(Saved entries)
use serde::{Deserialize, Serialize};

use super::Vec3;

/// Geographic coordinate in degrees.
#[derive(Debug, Copy, Clone, PartialEq, Default, Serialize, Deserialize)]
pub struct LatLng {
    pub lat_deg: f64,
    pub lng_deg: f64,
}

impl LatLng {
    pub fn new(lat_deg: f64, lng_deg: f64) -> Self {
        Self { lat_deg, lng_deg }
    }
}

/// Scene-space position of a geographic coordinate on a sphere of `radius`.
///
/// North is `+Y` and `(0, 0)` lands on `+X`. Longitude grows towards `-Z`, which
/// lines up with the equirectangular texture mapping of the globe mesh.
pub fn xyz_from_lat_lng(lat_deg: f64, lng_deg: f64, radius: f64) -> Vec3 {
    let phi = (90.0 - lat_deg).to_radians();
    let theta = (360.0 - lng_deg).to_radians();

    Vec3::new(
        radius * phi.sin() * theta.cos(),
        radius * phi.cos(),
        radius * phi.sin() * theta.sin(),
    )
}

/// Inverse of [`xyz_from_lat_lng`]; the radius is discarded.
///
/// Longitude is normalized to `(-180, 180]`.
pub fn lat_lng_from_xyz(p: Vec3) -> LatLng {
    let r = p.length();
    if r <= 0.0 {
        return LatLng::default();
    }
    let lat = (p.y / r).clamp(-1.0, 1.0).asin().to_degrees();
    let mut lng = -p.z.atan2(p.x).to_degrees();
    if lng <= -180.0 {
        lng += 360.0;
    }
    LatLng::new(lat, lng)
}

/// Great-circle angular distance between two coordinates (radians).
pub fn central_angle(a: LatLng, b: LatLng) -> f64 {
    let lat1 = a.lat_deg.to_radians();
    let lng1 = a.lng_deg.to_radians();
    let lat2 = b.lat_deg.to_radians();
    let lng2 = b.lng_deg.to_radians();

    let h = ((lat1 - lat2) / 2.0).sin().powi(2)
        + lat1.cos() * lat2.cos() * ((lng1 - lng2) / 2.0).sin().powi(2);
    2.0 * h.sqrt().clamp(0.0, 1.0).asin()
}

/// Point at `fraction` of the way along the great circle from `a` to `b`.
///
/// Coincident endpoints return `a`. Antipodal endpoints have no unique great
/// circle; those fall back to interpolating latitude and longitude linearly.
pub fn lat_lng_inter_point(a: LatLng, b: LatLng, fraction: f64) -> LatLng {
    let d = central_angle(a, b);
    if d <= 1e-12 {
        return a;
    }
    let sin_d = d.sin();
    if sin_d.abs() <= 1e-12 {
        return LatLng::new(
            a.lat_deg + (b.lat_deg - a.lat_deg) * fraction,
            a.lng_deg + (b.lng_deg - a.lng_deg) * fraction,
        );
    }

    let lat1 = a.lat_deg.to_radians();
    let lng1 = a.lng_deg.to_radians();
    let lat2 = b.lat_deg.to_radians();
    let lng2 = b.lng_deg.to_radians();

    let wa = ((1.0 - fraction) * d).sin() / sin_d;
    let wb = (fraction * d).sin() / sin_d;
    let x = wa * lat1.cos() * lng1.cos() + wb * lat2.cos() * lng2.cos();
    let y = wa * lat1.cos() * lng1.sin() + wb * lat2.cos() * lng2.sin();
    let z = wa * lat1.sin() + wb * lat2.sin();

    LatLng::new(
        z.atan2((x * x + y * y).sqrt()).to_degrees(),
        y.atan2(x).to_degrees(),
    )
}

#[cfg(test)]
mod tests {
    use super::{LatLng, central_angle, lat_lng_from_xyz, lat_lng_inter_point, xyz_from_lat_lng};

    fn assert_close(a: f64, b: f64, eps: f64) {
        let diff = (a - b).abs();
        assert!(diff <= eps, "expected {a} ~= {b} (diff {diff})");
    }

    #[test]
    fn equator_prime_meridian_is_plus_x() {
        let p = xyz_from_lat_lng(0.0, 0.0, 2.0);
        assert_close(p.x, 2.0, 1e-12);
        assert_close(p.y, 0.0, 1e-12);
        assert_close(p.z, 0.0, 1e-12);
    }

    #[test]
    fn north_pole_is_plus_y_and_east_is_minus_z() {
        let pole = xyz_from_lat_lng(90.0, 0.0, 1.0);
        assert_close(pole.y, 1.0, 1e-12);

        let east = xyz_from_lat_lng(0.0, 90.0, 1.0);
        assert_close(east.x, 0.0, 1e-12);
        assert_close(east.z, -1.0, 1e-12);
    }

    #[test]
    fn lat_lng_round_trips_through_xyz() {
        let p = xyz_from_lat_lng(51.47, -0.45, 1.6);
        let ll = lat_lng_from_xyz(p);
        assert_close(ll.lat_deg, 51.47, 1e-9);
        assert_close(ll.lng_deg, -0.45, 1e-9);
        assert_close(p.length(), 1.6, 1e-12);
    }

    #[test]
    fn central_angle_quarter_turn() {
        let a = LatLng::new(0.0, 0.0);
        let b = LatLng::new(0.0, 90.0);
        assert_close(central_angle(a, b), std::f64::consts::FRAC_PI_2, 1e-12);
        assert_close(central_angle(a, a), 0.0, 1e-12);
    }

    #[test]
    fn inter_point_hits_endpoints_and_midpoint() {
        let a = LatLng::new(0.0, 0.0);
        let b = LatLng::new(0.0, 90.0);

        let start = lat_lng_inter_point(a, b, 0.0);
        assert_close(start.lat_deg, 0.0, 1e-9);
        assert_close(start.lng_deg, 0.0, 1e-9);

        let mid = lat_lng_inter_point(a, b, 0.5);
        assert_close(mid.lat_deg, 0.0, 1e-9);
        assert_close(mid.lng_deg, 45.0, 1e-9);

        let end = lat_lng_inter_point(a, b, 1.0);
        assert_close(end.lng_deg, 90.0, 1e-9);
    }

    #[test]
    fn inter_point_of_meridian_arc_bulges_through_pole() {
        let a = LatLng::new(45.0, 0.0);
        let b = LatLng::new(45.0, 180.0);
        let mid = lat_lng_inter_point(a, b, 0.5);
        assert_close(mid.lat_deg, 90.0, 1e-6);
    }

    #[test]
    fn coincident_and_antipodal_endpoints_stay_finite() {
        let a = LatLng::new(10.0, 20.0);
        assert_eq!(lat_lng_inter_point(a, a, 0.3), a);

        let p = lat_lng_inter_point(LatLng::new(0.0, 0.0), LatLng::new(0.0, 180.0), 0.5);
        assert!(p.lat_deg.is_finite() && p.lng_deg.is_finite());
    }
}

◆ What is required
When you find a line in the records that contains the word "super", copy it.

◆ Answer to this problem
use super::Vec3;
    use super::{LatLng, central_angle, lat_lng_from_xyz, lat_lng_inter_point, xyz_from_lat_lng};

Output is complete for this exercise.